Logo open-ortho

Clinical interoperability based on open standards.












Whether you are teaching or learning at an academic institution, here is what you can do.

Considering today’s technology, in an ideally configured orthodontic practice:

If the practice you work in does not have all of these abilities, their system could be improved.


If you are a student, this is the time for you to learn. One thing you absolutely need to learn are the basics of clinical data, and how it should be managed in your practice. You need to know what you want and know how to ask for it.

You want integration, you want to be able to connect all of the products you are using and will be using together in a sustainable way. You don’t want to have to deal with compromises of partial proprietary interoperability. In order to do so, you need to know that there is a better way.

Finding an answer to these questions will help you prepare for when you will need to setup your own practice:

  1. Is there a DICOM VNA server at your school (it might be called PACS)? What is it used for? A Vendor Neutral Archive (VNA) is essentially a central location medical grade storage for all of your medical images (2D and 3D, including Photography) in DICOM format.
  2. How are the photographs acquired and stored? Do they go in the VNA? Why not?
  3. What is the main central system for patient data? Is it the practice management system?
  4. When you are using another program, one that is not the main one, do you have to manually create the patient there, even though it already exists in the main system?
    • If so, why?
    • If not, what is basic mechanism that allows this to happen? If you wanted to replicate it in your own practice, what are the questions you would need to ask a software vendor to make it happen?
  5. Are there any research projects going on at your institution, which make use of clinical data? If so, is it possible to use open-standards for them?
  6. When you are collecting data for clinical research, and you are cleaning it up, in order to be able to use it, consider anonymizing it, and converting it into an open standard like DICOM and HL7. By doing so, you will achieve the following advantages:
    1. Any tool or precedure you created or came up with to do this procedure can now also be used by others, and therefore can become part of you pubblication. You might also be able to publish your code on Github so that other developers can benefit from it.
    2. The data you now so meticulosly helped cleaning up, is not limited to this study only: if you converted it to an open-standard, it can be used by others as well, both inside and outside your institution.

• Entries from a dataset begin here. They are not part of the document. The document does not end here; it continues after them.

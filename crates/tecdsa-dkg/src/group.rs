//! Signing group membership and per-member status

use std::collections::{BTreeMap, BTreeSet};
use tracing::info;

/// 1-based index of a member within its group
pub type MemberIndex = u8;

/// Largest member index representable on the wire
pub const MAX_MEMBER_INDEX: u32 = MemberIndex::MAX as u32;

/// A group of `group_size` members tolerating `dishonest_threshold` faulty ones.
///
/// Members start out operating. Marking a member inactive or disqualified
/// removes it from the operating set for the rest of the session.
#[derive(Debug, Clone, PartialEq, Eq)]
pub struct Group {
    dishonest_threshold: usize,
    group_size: usize,
    inactive: BTreeSet<MemberIndex>,
    disqualified: BTreeSet<MemberIndex>,
}

impl Group {
    /// Create a group with every member operating
    pub fn new(dishonest_threshold: usize, group_size: usize) -> Self {
        Self {
            dishonest_threshold,
            group_size,
            inactive: BTreeSet::new(),
            disqualified: BTreeSet::new(),
        }
    }

    pub fn group_size(&self) -> usize {
        self.group_size
    }

    pub fn dishonest_threshold(&self) -> usize {
        self.dishonest_threshold
    }

    /// Minimum number of honest members: `group_size - dishonest_threshold`,
    /// zero when the threshold exceeds the group
    pub fn honest_threshold(&self) -> usize {
        self.group_size.saturating_sub(self.dishonest_threshold)
    }

    /// All member indexes, `1..=group_size`
    pub fn member_ids(&self) -> Vec<MemberIndex> {
        (1..=self.group_size)
            .filter_map(|id| MemberIndex::try_from(id).ok())
            .collect()
    }

    /// Members neither inactive nor disqualified
    pub fn operating_member_ids(&self) -> Vec<MemberIndex> {
        self.member_ids()
            .into_iter()
            .filter(|id| self.is_operating(*id))
            .collect()
    }

    pub fn inactive_member_ids(&self) -> Vec<MemberIndex> {
        self.inactive.iter().copied().collect()
    }

    pub fn disqualified_member_ids(&self) -> Vec<MemberIndex> {
        self.disqualified.iter().copied().collect()
    }

    pub fn mark_member_as_inactive(&mut self, member: MemberIndex) {
        if self.is_in_range(member) {
            self.inactive.insert(member);
        }
    }

    pub fn mark_member_as_disqualified(&mut self, member: MemberIndex) {
        if self.is_in_range(member) {
            self.disqualified.insert(member);
        }
    }

    pub fn is_operating(&self, member: MemberIndex) -> bool {
        self.is_in_range(member)
            && !self.inactive.contains(&member)
            && !self.disqualified.contains(&member)
    }

    fn is_in_range(&self, member: MemberIndex) -> bool {
        member >= 1 && usize::from(member) <= self.group_size
    }
}

/// Collects the senders seen in one protocol phase and marks everybody else
/// as inactive.
#[derive(Debug)]
pub struct InactiveMemberFilter {
    member_id: MemberIndex,
    active: BTreeSet<MemberIndex>,
}

impl InactiveMemberFilter {
    pub fn new(member_id: MemberIndex) -> Self {
        Self {
            member_id,
            active: BTreeSet::new(),
        }
    }

    pub fn mark_member_as_active(&mut self, member: MemberIndex) {
        self.active.insert(member);
    }

    /// Mark every operating member other than self that was not seen as
    /// inactive. Returns the newly marked members.
    pub fn flush_inactive_members(self, group: &mut Group) -> Vec<MemberIndex> {
        let inactive: Vec<MemberIndex> = group
            .operating_member_ids()
            .into_iter()
            .filter(|id| *id != self.member_id && !self.active.contains(id))
            .collect();

        for member in &inactive {
            info!(
                member = self.member_id,
                inactive_member = *member,
                "Marking member as inactive"
            );
            group.mark_member_as_inactive(*member);
        }

        inactive
    }
}

/// Checks that a network identity really belongs to the claimed member index
pub trait MembershipValidator: Send + Sync {
    fn is_valid_membership(&self, member: MemberIndex, public_key: &[u8]) -> bool;
}

/// Validator over a fixed index to operator-key table
#[derive(Debug, Clone, Default)]
pub struct StaticMembershipValidator {
    members: BTreeMap<MemberIndex, Vec<u8>>,
}

impl StaticMembershipValidator {
    pub fn new(members: impl IntoIterator<Item = (MemberIndex, Vec<u8>)>) -> Self {
        Self {
            members: members.into_iter().collect(),
        }
    }

    /// Operator key registered for `member`
    pub fn public_key(&self, member: MemberIndex) -> Option<&[u8]> {
        self.members.get(&member).map(Vec::as_slice)
    }
}

impl MembershipValidator for StaticMembershipValidator {
    fn is_valid_membership(&self, member: MemberIndex, public_key: &[u8]) -> bool {
        self.members
            .get(&member)
            .is_some_and(|expected| expected.as_slice() == public_key)
    }
}

#[cfg(test)]
mod tests {
    use super::*;

    #[test]
    fn test_thresholds_and_member_ids() {
        let group = Group::new(2, 5);

        assert_eq!(group.honest_threshold(), 3);
        assert_eq!(group.member_ids(), vec![1, 2, 3, 4, 5]);
        assert_eq!(group.operating_member_ids(), vec![1, 2, 3, 4, 5]);
    }

    #[test]
    fn test_threshold_larger_than_group() {
        let group = Group::new(5, 3);
        assert_eq!(group.honest_threshold(), 0);
    }

    #[test]
    fn test_marking_members() {
        let mut group = Group::new(1, 4);

        group.mark_member_as_inactive(2);
        group.mark_member_as_disqualified(4);
        group.mark_member_as_inactive(9);
        group.mark_member_as_disqualified(0);

        assert_eq!(group.operating_member_ids(), vec![1, 3]);
        assert_eq!(group.inactive_member_ids(), vec![2]);
        assert_eq!(group.disqualified_member_ids(), vec![4]);
        assert!(!group.is_operating(2));
        assert!(!group.is_operating(9));
        assert!(group.is_operating(3));
    }

    #[test]
    fn test_inactive_member_filter() {
        let mut group = Group::new(1, 5);
        group.mark_member_as_disqualified(5);

        let mut filter = InactiveMemberFilter::new(1);
        filter.mark_member_as_active(2);
        filter.mark_member_as_active(4);

        let marked = filter.flush_inactive_members(&mut group);

        assert_eq!(marked, vec![3]);
        assert_eq!(group.operating_member_ids(), vec![1, 2, 4]);
        assert_eq!(group.inactive_member_ids(), vec![3]);
    }

    #[test]
    fn test_static_membership_validator() {
        let validator = StaticMembershipValidator::new([(1, vec![0xaa]), (2, vec![0xbb])]);

        assert!(validator.is_valid_membership(1, &[0xaa]));
        assert!(!validator.is_valid_membership(1, &[0xbb]));
        assert!(!validator.is_valid_membership(3, &[0xaa]));
    }
}
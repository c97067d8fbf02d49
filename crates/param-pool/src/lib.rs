//! # Parameter Pool
//!
//! Infrastructure for amortizing expensive one-time precomputations.
//!
//! - [`Miner`] is a process-wide pause/resume controller for CPU-heavy
//!   background loops.
//! - [`ParameterPool`] keeps a bounded, persisted queue of precomputed
//!   artifacts, refilled by a single miner worker.
//! - [`Persistence`] is the storage contract a pool needs;
//!   [`DirectoryPersistence`] implements it with one file per entry.

pub mod error;
pub mod miner;
pub mod persistence;
pub mod pool;

pub use error::{PoolError, Result};
pub use miner::{Miner, StopSignal};
pub use persistence::{DirectoryPersistence, Persistable, Persistence, VolatilePersistence};
pub use pool::ParameterPool;
//! Broadcast channel abstraction used by protocol states

use crate::Result;
use async_trait::async_trait;
use std::any::Any;
use std::sync::Arc;

pub mod local;

pub use local::{LocalBroadcastChannel, LocalNetwork};

/// Decoded message payload; states downcast it to the concrete type
pub type Payload = Arc<dyn Any + Send + Sync>;

/// Decoder registered for one message type
pub type Unmarshaler = Arc<dyn Fn(&[u8]) -> Result<Payload> + Send + Sync>;

/// A message that knows its wire type tag and encoding
pub trait TaggedMarshaler: Send + Sync {
    fn message_type(&self) -> &'static str;
    fn marshal(&self) -> Result<Vec<u8>>;
}

/// Inbound message as delivered by a [`BroadcastChannel`]
#[derive(Clone)]
pub struct NetMessage {
    sender_public_key: Vec<u8>,
    message_type: String,
    payload: Payload,
}

impl NetMessage {
    pub fn new(sender_public_key: Vec<u8>, message_type: impl Into<String>, payload: Payload) -> Self {
        Self {
            sender_public_key,
            message_type: message_type.into(),
            payload,
        }
    }

    /// Network-level identity of the sender
    pub fn sender_public_key(&self) -> &[u8] {
        &self.sender_public_key
    }

    pub fn message_type(&self) -> &str {
        &self.message_type
    }

    /// The payload as `T`, if it is one
    pub fn payload<T: Any>(&self) -> Option<&T> {
        self.payload.downcast_ref::<T>()
    }

    /// Shared handle to the payload as `T`, if it is one
    pub fn payload_arc<T: Any + Send + Sync>(&self) -> Option<Arc<T>> {
        self.payload.clone().downcast::<T>().ok()
    }
}

impl std::fmt::Debug for NetMessage {
    fn fmt(&self, f: &mut std::fmt::Formatter<'_>) -> std::fmt::Result {
        f.debug_struct("NetMessage")
            .field("sender_public_key", &hex::encode(&self.sender_public_key))
            .field("message_type", &self.message_type)
            .finish_non_exhaustive()
    }
}

/// Group broadcast channel
#[async_trait]
pub trait BroadcastChannel: Send + Sync {
    /// Channel name, shared by every member of one group
    fn name(&self) -> &str;

    /// Broadcast a message to every subscriber, including the sender
    async fn send(&self, message: &dyn TaggedMarshaler) -> Result<()>;

    /// Register the decoder for `message_type`.
    ///
    /// Messages of unregistered types are dropped.
    fn set_unmarshaler(&self, message_type: &'static str, unmarshaler: Unmarshaler);

    /// Next decoded inbound message, `None` once the channel is closed
    async fn recv(&self) -> Option<NetMessage>;
}
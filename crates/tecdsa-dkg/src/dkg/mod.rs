//! Threshold ECDSA distributed key generation
//!
//! A session runs as a chain of block-driven states:
//!
//! 1. ephemeral key pair generation, one x25519 key pair per peer
//! 2. symmetric key derivation
//! 3. TSS rounds one to three, peer-to-peer payloads encrypted with the
//!    symmetric keys
//! 4. finalization, waiting for the keygen output
//!
//! Any member that fails to deliver a round's message aborts the session.
//! A finished [`DkgResult`] is then signed, cross-verified and submitted by a
//! [`Publisher`].

mod executor;
mod identity;
mod marshaling;
mod member;
mod message;
mod pre_params;
mod result;
mod states;

pub use executor::{Executor, Publisher, SessionConfig};
pub use identity::IdentityConverter;
pub use marshaling::register_unmarshalers;
pub use message::{
    EphemeralPublicKeyMessage, ProtocolMessage, ResultSignatureMessage, TssRoundOneMessage,
    TssRoundThreeMessage, TssRoundTwoMessage, EPHEMERAL_PUBLIC_KEY_MESSAGE_TYPE,
    RESULT_SIGNATURE_MESSAGE_TYPE, TSS_ROUND_ONE_MESSAGE_TYPE, TSS_ROUND_THREE_MESSAGE_TYPE,
    TSS_ROUND_TWO_MESSAGE_TYPE,
};
pub use pre_params::{PreParams, PreParamsPool, PreParamsSource};
pub use result::{
    DkgResult, PrivateKeyShare, ResultHash, ResultSigner, ResultSubmitter, SignedResult,
    RESULT_HASH_BYTE_SIZE,
};
pub use states::{pre_publication_blocks, protocol_blocks};
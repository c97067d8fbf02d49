//! Three-round Feldman VSS keygen with commitment, share and proof checks
//!
//! This is a local stand-in for a full threshold ECDSA keygen such as GG18 or
//! CGGMP. It produces the group key and each party's share but runs none of
//! the Paillier or `NTilde` range and modulus proofs. The pre-parameters are
//! only exchanged, checked for distinct `NTilde`s and copied into
//! [`LocalPartySaveData`] for a signing protocol to consume.

use super::{LocalPreParams, Parameters, PartyId, TssError, TssMessage};
use k256::{
    elliptic_curve::{
        bigint::U256,
        ops::Reduce,
        sec1::{FromEncodedPoint, ToEncodedPoint},
        Field, PrimeField,
    },
    AffinePoint, ProjectivePoint, Scalar,
};
use libpaillier::unknown_order::BigNumber;
use rand::{rngs::OsRng, RngCore};
use serde::{Deserialize, Serialize};
use sha2::{Digest, Sha256};
use std::collections::BTreeMap;
use std::fmt;
use subtle::ConstantTimeEq;
use tokio::sync::mpsc::UnboundedSender;
use tracing::{debug, instrument};
use zeroize::{Zeroize, ZeroizeOnDrop};

#[cfg(feature = "multi-thread")]
use rayon::prelude::*;

const COMMITMENT_DOMAIN: &[u8] = b"tecdsa-keygen/commitment";
const PROOF_DOMAIN: &[u8] = b"tecdsa-keygen/schnorr";

/// Final output of a successful keygen
#[derive(Clone, Zeroize, ZeroizeOnDrop)]
pub struct LocalPartySaveData {
    pub local_pre_params: LocalPreParams,
    /// Secret share of the group key
    pub xi: Scalar,
    /// Evaluation point of this party's share
    #[zeroize(skip)]
    pub share_id: Scalar,
    /// Evaluation points of every party, in sorted party order
    #[zeroize(skip)]
    pub ks: Vec<Scalar>,
    #[zeroize(skip)]
    pub ntilde_j: Vec<BigNumber>,
    #[zeroize(skip)]
    pub h1_j: Vec<BigNumber>,
    #[zeroize(skip)]
    pub h2_j: Vec<BigNumber>,
    /// Paillier moduli of every party
    #[zeroize(skip)]
    pub paillier_pks: Vec<BigNumber>,
    /// Public shares `xj * G` of every party
    #[zeroize(skip)]
    pub big_xj: Vec<ProjectivePoint>,
    /// Group public key
    #[zeroize(skip)]
    pub ecdsa_pub: ProjectivePoint,
}

impl fmt::Debug for LocalPartySaveData {
    fn fmt(&self, f: &mut fmt::Formatter<'_>) -> fmt::Result {
        f.debug_struct("LocalPartySaveData")
            .field("share_id", &self.share_id)
            .field("parties", &self.ks.len())
            .field("ecdsa_pub", &self.ecdsa_pub.to_affine())
            .finish_non_exhaustive()
    }
}

#[derive(Serialize, Deserialize)]
#[serde(tag = "type", rename_all = "snake_case")]
enum KeygenPayload {
    Commitment {
        commitment: Vec<u8>,
        paillier_n: Vec<u8>,
        ntilde: Vec<u8>,
        h1: Vec<u8>,
        h2: Vec<u8>,
    },
    Decommitment {
        salt: Vec<u8>,
        coefficients: Vec<Vec<u8>>,
    },
    Share {
        share: Vec<u8>,
    },
    Proof {
        public_share: Vec<u8>,
        nonce_commitment: Vec<u8>,
        response: Vec<u8>,
    },
}

struct PeerCommitment {
    commitment: [u8; 32],
    paillier_n: BigNumber,
    ntilde: BigNumber,
    h1: BigNumber,
    h2: BigNumber,
}

struct SchnorrProof {
    public_share: ProjectivePoint,
    nonce_commitment: ProjectivePoint,
    response: Scalar,
}

#[derive(Debug, Clone, Copy, PartialEq, Eq, PartialOrd, Ord)]
enum Round {
    NotStarted,
    One,
    Two,
    Three,
    Finished,
}

/// One party of an in-process keygen
pub struct LocalKeygenParty {
    params: Parameters,
    pre_params: LocalPreParams,
    outgoing: UnboundedSender<TssMessage>,
    end: UnboundedSender<LocalPartySaveData>,
    round: Round,

    coefficients: Vec<Scalar>,
    coefficient_commitments: Vec<ProjectivePoint>,
    salt: [u8; 32],

    commitments: BTreeMap<u64, PeerCommitment>,
    decommitments: BTreeMap<u64, Vec<ProjectivePoint>>,
    shares: BTreeMap<u64, Scalar>,
    proofs: BTreeMap<u64, SchnorrProof>,

    xi: Scalar,
    big_xj: Vec<ProjectivePoint>,
    ecdsa_pub: ProjectivePoint,
}

impl Drop for LocalKeygenParty {
    fn drop(&mut self) {
        self.coefficients.zeroize();
        self.shares.values_mut().for_each(Zeroize::zeroize);
        self.xi.zeroize();
    }
}
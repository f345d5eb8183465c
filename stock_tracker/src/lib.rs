//! Stock Tracker - gym equipment availability history
//!
//! Polls vendor product pages, keeps a change-only log of every item's
//! availability in SQLite and derives how long items tend to stay in and
//! out of stock.

pub mod analytics;
pub mod config;
pub mod cycle;
pub mod database;
pub mod error;
pub mod fetch;
pub mod formatters;
pub mod history;
pub mod notify;
pub mod state;
pub mod store;
pub mod vendors;
pub mod watch;
pub mod web;

pub use analytics::{analyze, analyze_entity, TimelineReport};
pub use config::Config;
pub use cycle::{record_batch, run_cycle, CycleContext, CycleSummary};
pub use database::{init_schema, SqliteStockLog};
pub use error::{Result, TrackerError};
pub use fetch::{collect_items, download_test_files, PageSource};
pub use formatters::format_report;
pub use history::{append_transitions, AppendStats};
pub use notify::TelegramNotifier;
pub use state::{FileStateStore, MemoryStateStore, StateStore};
pub use store::{MemoryStockLog, StockLogStore};
pub use watch::Watchlist;
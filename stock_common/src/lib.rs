//! Shared types for the stock tracker crates.
//!
//! Entity identity, per-poll observations, persisted change-log rows and the
//! product catalogue types live here so that fetching, storage and analysis
//! agree on one model.

pub mod error;
pub mod model;
pub mod product;

pub use error::{FetchError, FetchResult};
pub use model::{EntityId, StockLogRow, StockObservation, TIMESTAMP_FORMAT};
pub use product::{is_available, Product, ProductLayout, RawItem, Vendor};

As a university professor, we need to remember that one of the main reasons open standards are not widely implemented yet is because of a lack of demand from our side. Therefore, if we want to increase adoption of open standards, it is required that we demand them from the vendors. Action on our part is necessary.

What kind of action? First we need to gain awareness of how the informatics workflow of our department is negatively impacted by the lack of open standards, and then we need to move forward to rectify this.

  1. Find out the answers to same questions above.
  2. Find out what is missing for the clinic of your institution to achieve the ideal situation described at the beginning of this page. Are there situation in which interoperability could be improved? Then work with vendors to fix these situations.
  3. If you have an archive of clinical images or other clinical data used for research, make sure that:
    1. When shared with other researches, it is always shared in DICOM or HL7
    2. When used for local research, that all tools for local research are done in DICOM or HL7.
  4. When applying for grants for projects, if the project has to do with clinical informatics, always make sure you plan to use open standards, and include this in the requests: This may greatly increase the chances of your funding being approved.
  5. Work with vendors:
    1. Can they store all acquired images in a DICOM VNA? Can they make it happen?
    2. Can they provide access to all clinical data via HL7?
  6. Work with computer science or biomedical engineering students to develop the missing connections, always making sure that the clinical data is transferred making use of open standards.
  7. Publish this work both in peer-reviewed journals, and publish the code on Github, making it open-source, so that other instututions and other vendors can benefit from it.
  8. Any research project that requires researchers to import and clean up clinical data should then save this data back into an open standard (DICOM if it’s image related, HL7 otherwise). This will make your pool of clinical data grow, research after research, using funding received from grants. As this pool grows, you will be able to profit from it.
  9. Teach students the basics of clinical data and how it should be managed in the practice. This is very important and can have a significant impact in the future of the profession.